• Your goal: Repeat exactly the lines from the first line of the records through the line containing "read-only depth and", and nothing more.

=== Section Start ===

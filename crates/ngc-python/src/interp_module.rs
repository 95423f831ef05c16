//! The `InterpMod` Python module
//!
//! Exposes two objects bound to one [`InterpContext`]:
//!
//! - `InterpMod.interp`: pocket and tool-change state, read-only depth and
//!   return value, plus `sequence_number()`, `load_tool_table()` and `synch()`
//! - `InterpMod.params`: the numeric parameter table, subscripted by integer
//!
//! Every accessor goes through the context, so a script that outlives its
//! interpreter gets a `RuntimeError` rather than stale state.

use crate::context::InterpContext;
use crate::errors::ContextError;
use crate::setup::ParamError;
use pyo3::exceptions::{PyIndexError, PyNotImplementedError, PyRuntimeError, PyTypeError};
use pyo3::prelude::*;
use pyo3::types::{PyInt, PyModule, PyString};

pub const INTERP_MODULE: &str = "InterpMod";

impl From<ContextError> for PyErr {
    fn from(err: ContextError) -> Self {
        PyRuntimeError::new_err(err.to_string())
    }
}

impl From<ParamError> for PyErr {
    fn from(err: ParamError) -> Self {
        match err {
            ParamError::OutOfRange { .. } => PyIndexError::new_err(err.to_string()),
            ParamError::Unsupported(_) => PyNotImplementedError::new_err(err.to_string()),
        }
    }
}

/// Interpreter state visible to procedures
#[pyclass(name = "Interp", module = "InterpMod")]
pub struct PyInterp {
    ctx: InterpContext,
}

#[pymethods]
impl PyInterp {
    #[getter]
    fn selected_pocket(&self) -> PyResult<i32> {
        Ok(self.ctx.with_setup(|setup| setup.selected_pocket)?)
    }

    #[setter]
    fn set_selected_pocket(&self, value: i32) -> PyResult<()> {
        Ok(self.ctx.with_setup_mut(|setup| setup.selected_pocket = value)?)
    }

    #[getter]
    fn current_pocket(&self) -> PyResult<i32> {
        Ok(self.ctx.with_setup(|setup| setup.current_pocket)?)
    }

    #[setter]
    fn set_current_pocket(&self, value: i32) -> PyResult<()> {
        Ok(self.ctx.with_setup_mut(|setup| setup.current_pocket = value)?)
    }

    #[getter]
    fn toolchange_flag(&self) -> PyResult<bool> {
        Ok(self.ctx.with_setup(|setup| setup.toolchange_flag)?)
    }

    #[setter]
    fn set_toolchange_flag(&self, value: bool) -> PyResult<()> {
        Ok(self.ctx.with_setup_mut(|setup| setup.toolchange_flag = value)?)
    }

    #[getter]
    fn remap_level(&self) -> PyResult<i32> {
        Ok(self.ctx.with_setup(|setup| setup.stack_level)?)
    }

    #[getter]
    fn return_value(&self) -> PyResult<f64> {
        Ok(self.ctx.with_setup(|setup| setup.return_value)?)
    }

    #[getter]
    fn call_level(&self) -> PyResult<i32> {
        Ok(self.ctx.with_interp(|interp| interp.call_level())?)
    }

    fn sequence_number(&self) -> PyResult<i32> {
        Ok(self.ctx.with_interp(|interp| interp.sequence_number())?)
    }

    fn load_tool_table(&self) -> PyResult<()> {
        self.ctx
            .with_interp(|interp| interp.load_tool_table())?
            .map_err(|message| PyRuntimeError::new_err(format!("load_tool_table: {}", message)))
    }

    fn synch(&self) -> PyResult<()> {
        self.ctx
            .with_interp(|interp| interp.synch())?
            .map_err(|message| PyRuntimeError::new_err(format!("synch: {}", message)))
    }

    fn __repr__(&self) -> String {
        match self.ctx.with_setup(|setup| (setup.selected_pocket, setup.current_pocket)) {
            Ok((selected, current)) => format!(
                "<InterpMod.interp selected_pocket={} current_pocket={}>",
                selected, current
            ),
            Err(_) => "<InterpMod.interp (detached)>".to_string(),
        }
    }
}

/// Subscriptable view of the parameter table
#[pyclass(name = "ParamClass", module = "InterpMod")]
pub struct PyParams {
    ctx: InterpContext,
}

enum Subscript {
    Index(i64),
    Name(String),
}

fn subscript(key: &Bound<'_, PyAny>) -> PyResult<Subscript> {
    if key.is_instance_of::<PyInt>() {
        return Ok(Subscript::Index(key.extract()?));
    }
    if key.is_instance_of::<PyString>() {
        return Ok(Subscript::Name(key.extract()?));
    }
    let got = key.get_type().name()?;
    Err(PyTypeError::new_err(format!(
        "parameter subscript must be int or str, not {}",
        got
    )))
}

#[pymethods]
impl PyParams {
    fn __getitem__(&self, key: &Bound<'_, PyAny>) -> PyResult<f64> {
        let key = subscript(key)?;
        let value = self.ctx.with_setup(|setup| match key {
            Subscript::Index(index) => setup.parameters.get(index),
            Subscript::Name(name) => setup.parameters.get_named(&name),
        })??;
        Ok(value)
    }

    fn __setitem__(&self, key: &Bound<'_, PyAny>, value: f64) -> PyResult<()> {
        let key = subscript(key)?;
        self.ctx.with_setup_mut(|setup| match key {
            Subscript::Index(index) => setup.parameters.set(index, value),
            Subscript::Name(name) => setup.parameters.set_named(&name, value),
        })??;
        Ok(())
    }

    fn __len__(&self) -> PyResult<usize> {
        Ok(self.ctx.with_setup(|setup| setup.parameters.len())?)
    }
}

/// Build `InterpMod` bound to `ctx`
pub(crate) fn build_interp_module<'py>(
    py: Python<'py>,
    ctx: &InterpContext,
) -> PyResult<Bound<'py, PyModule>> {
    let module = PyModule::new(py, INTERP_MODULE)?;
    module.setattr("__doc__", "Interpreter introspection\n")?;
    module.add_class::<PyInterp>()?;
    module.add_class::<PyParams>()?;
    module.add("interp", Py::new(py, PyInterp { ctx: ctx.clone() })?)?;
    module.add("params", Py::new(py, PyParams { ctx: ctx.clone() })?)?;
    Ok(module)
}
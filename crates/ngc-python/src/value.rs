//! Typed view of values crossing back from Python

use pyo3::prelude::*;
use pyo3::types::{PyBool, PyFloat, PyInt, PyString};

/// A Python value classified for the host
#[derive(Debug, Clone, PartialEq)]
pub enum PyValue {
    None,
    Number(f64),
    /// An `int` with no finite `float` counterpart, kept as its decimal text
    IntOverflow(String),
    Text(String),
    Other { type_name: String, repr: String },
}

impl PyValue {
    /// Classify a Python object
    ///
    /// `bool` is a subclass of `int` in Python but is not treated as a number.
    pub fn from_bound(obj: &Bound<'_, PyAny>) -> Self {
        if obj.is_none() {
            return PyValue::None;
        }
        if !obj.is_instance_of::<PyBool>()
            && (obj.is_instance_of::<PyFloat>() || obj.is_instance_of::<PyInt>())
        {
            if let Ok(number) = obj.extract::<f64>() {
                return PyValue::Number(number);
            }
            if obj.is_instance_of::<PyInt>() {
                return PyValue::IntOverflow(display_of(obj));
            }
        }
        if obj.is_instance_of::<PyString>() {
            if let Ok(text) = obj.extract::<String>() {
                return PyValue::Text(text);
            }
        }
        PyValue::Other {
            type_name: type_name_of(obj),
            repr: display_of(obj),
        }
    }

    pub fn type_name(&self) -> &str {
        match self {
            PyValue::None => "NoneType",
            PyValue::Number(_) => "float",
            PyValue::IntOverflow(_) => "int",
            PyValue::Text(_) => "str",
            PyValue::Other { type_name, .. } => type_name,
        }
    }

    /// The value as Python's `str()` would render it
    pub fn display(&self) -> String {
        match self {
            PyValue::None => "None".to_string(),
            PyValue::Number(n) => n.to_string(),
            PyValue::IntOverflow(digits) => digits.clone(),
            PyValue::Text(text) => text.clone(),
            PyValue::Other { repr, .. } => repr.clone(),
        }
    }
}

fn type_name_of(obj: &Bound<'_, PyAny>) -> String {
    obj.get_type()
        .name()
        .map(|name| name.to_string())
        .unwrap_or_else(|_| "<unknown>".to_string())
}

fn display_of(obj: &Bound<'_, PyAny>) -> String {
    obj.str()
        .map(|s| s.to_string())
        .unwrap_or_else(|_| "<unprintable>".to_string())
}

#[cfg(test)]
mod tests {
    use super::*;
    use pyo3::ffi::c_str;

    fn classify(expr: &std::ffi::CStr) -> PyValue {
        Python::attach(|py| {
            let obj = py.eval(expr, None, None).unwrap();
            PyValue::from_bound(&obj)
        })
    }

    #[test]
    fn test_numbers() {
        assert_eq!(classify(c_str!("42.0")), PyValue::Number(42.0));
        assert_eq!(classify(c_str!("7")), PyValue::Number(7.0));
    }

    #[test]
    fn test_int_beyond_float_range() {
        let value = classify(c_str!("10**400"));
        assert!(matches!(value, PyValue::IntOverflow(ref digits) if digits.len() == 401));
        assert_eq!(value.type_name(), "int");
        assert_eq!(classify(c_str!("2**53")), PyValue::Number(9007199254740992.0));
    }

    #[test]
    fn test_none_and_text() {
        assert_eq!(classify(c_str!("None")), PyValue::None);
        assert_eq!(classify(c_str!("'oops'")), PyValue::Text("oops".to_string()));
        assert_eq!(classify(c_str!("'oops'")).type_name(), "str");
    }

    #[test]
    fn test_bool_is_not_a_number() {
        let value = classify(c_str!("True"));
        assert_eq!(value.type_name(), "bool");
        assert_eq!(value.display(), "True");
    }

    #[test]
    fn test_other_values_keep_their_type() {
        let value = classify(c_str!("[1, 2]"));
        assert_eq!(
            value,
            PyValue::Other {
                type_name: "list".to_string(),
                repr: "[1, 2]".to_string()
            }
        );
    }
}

=== Section End ===

• Exercise output:
filename crates/ngc-python/src/interp_module.rs
repository 95423f831ef05c16
//! The `InterpMod` Python module
//!
//! Exposes two objects bound to one [`InterpContext`]:
//!
//! - `InterpMod.interp`: pocket and tool-change state, read-only depth and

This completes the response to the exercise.